=== Assignment ===
Copy out each line below that has the word "Deserialize" in it.

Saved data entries

· · · · · · ·

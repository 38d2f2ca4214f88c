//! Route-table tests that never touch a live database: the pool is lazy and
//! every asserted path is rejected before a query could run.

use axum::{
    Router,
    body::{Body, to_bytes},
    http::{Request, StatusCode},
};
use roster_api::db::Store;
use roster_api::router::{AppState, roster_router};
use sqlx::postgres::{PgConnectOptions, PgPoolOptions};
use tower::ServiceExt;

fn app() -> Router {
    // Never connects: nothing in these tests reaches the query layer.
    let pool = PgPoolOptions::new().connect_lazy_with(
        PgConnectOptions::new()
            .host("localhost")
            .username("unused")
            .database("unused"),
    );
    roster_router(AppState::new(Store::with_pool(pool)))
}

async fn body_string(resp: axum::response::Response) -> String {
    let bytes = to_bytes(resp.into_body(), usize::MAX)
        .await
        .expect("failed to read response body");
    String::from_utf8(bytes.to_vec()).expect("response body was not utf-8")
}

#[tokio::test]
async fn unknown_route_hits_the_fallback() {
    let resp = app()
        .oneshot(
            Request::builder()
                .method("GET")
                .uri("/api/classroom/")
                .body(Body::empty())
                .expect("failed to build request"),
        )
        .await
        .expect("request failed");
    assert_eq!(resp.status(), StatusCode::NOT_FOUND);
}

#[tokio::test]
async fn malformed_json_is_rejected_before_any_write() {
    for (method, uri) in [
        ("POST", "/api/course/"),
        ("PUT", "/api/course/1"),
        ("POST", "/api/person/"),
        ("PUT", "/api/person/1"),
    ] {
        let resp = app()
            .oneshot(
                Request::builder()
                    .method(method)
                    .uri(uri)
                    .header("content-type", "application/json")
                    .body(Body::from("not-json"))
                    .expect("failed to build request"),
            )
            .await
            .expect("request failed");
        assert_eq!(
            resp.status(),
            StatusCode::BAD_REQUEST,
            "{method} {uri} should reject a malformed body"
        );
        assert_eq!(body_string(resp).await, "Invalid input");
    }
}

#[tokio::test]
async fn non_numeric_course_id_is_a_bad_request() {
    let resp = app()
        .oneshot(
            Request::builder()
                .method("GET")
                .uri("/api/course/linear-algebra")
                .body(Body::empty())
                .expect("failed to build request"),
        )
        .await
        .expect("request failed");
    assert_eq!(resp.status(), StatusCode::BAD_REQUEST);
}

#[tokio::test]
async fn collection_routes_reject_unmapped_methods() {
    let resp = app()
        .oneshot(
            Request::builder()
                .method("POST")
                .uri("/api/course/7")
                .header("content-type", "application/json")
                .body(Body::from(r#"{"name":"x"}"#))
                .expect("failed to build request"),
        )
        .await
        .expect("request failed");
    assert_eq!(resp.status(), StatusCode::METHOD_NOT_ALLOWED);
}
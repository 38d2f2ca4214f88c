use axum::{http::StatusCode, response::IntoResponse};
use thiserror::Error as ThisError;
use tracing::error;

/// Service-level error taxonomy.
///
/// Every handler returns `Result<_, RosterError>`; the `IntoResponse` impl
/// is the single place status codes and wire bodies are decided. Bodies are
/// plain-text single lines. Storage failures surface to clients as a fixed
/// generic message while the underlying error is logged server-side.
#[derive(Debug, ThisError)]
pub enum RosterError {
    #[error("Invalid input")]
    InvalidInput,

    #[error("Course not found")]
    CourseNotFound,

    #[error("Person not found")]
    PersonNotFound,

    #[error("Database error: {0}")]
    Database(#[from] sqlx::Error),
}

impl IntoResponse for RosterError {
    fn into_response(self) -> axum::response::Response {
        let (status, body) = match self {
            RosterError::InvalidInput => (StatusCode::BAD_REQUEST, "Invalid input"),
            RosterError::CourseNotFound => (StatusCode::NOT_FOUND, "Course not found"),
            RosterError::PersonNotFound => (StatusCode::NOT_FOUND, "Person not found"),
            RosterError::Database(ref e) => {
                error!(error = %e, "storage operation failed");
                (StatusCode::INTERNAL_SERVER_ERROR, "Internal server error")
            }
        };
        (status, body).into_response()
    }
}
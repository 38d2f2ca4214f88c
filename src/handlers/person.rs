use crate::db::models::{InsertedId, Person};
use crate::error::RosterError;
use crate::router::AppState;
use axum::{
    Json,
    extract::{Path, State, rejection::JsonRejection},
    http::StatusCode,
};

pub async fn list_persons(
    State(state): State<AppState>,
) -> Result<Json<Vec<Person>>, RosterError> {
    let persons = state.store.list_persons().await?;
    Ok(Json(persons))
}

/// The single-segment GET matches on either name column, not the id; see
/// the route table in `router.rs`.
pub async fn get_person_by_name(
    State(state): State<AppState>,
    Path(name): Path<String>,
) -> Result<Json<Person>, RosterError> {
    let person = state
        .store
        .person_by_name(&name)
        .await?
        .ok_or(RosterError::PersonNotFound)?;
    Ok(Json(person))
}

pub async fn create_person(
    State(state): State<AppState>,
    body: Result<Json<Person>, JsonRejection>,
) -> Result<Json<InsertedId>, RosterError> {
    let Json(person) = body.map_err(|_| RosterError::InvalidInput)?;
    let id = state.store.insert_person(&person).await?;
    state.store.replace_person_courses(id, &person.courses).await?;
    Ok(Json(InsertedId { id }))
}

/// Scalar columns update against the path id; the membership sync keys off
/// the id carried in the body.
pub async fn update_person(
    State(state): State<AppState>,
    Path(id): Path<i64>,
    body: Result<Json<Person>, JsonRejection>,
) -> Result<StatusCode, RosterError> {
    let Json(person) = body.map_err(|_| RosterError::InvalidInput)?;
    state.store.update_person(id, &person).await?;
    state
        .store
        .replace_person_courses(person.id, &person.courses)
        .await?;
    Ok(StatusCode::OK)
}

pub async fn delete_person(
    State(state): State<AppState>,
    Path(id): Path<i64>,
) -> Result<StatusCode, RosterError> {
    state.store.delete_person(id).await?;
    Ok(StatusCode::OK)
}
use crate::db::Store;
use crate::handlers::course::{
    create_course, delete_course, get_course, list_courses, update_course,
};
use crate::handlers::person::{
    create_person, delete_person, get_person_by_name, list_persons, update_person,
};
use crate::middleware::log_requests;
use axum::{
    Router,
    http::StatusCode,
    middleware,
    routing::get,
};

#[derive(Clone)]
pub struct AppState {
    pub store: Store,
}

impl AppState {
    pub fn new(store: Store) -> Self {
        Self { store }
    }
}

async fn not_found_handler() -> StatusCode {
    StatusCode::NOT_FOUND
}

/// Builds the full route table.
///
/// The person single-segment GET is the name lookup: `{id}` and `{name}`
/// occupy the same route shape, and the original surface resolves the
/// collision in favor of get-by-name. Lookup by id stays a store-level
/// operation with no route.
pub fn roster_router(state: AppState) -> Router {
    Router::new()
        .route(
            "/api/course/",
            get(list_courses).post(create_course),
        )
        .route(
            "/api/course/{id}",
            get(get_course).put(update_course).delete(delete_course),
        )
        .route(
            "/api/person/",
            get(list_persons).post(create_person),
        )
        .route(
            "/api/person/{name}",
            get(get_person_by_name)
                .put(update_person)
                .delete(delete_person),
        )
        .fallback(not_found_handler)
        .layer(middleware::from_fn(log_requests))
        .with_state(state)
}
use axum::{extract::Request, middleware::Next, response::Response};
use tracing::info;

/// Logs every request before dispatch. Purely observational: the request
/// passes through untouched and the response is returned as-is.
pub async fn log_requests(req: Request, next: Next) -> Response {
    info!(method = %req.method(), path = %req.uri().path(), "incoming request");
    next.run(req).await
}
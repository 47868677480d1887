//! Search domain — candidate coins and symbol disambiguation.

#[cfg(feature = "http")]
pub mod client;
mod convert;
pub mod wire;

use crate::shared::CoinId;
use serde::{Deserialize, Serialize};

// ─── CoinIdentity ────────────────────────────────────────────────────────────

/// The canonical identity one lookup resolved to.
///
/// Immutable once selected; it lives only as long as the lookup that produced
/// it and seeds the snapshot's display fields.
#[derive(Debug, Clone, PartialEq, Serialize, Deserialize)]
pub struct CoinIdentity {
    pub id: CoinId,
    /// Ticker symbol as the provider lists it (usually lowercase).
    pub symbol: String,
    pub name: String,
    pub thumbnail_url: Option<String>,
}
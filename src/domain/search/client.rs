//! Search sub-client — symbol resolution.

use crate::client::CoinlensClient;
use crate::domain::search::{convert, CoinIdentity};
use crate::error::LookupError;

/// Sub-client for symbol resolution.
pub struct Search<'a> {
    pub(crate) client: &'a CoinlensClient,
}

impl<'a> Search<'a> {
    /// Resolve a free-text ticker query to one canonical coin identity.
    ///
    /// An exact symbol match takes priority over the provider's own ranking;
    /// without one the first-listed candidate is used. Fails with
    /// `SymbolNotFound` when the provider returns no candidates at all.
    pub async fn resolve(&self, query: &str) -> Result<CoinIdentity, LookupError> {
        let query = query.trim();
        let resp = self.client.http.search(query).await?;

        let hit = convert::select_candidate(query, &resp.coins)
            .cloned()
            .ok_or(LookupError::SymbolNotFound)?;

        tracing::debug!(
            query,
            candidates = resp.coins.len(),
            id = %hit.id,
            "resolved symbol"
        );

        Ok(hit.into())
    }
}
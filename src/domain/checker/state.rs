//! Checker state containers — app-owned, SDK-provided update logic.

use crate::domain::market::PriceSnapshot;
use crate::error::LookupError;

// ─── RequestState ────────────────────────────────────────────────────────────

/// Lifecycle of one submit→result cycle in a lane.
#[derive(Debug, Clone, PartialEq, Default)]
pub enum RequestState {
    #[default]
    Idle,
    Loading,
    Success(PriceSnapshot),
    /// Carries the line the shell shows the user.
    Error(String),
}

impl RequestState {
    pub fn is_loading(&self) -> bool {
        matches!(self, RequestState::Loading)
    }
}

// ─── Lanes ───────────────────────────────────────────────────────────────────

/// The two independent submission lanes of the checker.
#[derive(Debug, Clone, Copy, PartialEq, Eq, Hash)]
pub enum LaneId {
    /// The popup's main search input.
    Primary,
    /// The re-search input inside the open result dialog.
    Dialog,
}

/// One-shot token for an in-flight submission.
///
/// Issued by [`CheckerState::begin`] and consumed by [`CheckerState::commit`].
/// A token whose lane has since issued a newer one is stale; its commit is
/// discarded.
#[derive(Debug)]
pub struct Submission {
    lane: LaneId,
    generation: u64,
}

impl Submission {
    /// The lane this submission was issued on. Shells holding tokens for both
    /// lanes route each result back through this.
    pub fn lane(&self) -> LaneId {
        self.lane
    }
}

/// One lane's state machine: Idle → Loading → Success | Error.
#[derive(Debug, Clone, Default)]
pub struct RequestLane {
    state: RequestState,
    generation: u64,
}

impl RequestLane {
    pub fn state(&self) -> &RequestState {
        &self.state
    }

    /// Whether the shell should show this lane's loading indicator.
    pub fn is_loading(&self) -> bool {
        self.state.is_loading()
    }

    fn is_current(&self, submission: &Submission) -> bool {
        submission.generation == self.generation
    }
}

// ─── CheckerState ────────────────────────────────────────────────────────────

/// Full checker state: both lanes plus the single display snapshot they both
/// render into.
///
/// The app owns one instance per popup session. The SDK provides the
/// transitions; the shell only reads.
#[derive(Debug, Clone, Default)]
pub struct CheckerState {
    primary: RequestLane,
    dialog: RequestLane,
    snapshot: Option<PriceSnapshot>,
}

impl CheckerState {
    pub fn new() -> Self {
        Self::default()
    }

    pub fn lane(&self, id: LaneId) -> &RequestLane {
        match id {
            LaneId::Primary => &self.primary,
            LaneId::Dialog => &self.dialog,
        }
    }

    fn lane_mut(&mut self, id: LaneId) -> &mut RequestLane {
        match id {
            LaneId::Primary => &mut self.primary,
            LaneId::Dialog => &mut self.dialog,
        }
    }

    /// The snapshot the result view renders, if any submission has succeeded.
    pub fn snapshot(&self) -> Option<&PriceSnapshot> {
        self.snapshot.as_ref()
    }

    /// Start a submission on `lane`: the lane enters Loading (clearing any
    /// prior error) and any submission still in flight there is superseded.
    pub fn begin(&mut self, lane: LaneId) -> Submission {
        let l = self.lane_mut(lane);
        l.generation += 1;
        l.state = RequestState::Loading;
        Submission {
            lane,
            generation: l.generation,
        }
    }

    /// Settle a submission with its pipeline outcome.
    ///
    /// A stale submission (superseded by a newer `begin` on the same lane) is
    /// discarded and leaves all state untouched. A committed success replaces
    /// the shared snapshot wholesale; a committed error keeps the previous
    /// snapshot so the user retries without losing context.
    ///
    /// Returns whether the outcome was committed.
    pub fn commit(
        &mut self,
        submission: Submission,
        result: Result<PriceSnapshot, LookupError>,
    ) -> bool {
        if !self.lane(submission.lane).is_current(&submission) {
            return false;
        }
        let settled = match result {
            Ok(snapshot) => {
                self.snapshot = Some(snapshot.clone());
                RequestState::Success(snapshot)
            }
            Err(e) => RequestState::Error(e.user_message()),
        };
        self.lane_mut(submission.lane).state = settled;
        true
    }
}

· · · · · · ·

=== Exercise solution ===
use serde::{Deserialize, Serialize};
#[derive(Debug, Clone, PartialEq, Serialize, Deserialize)]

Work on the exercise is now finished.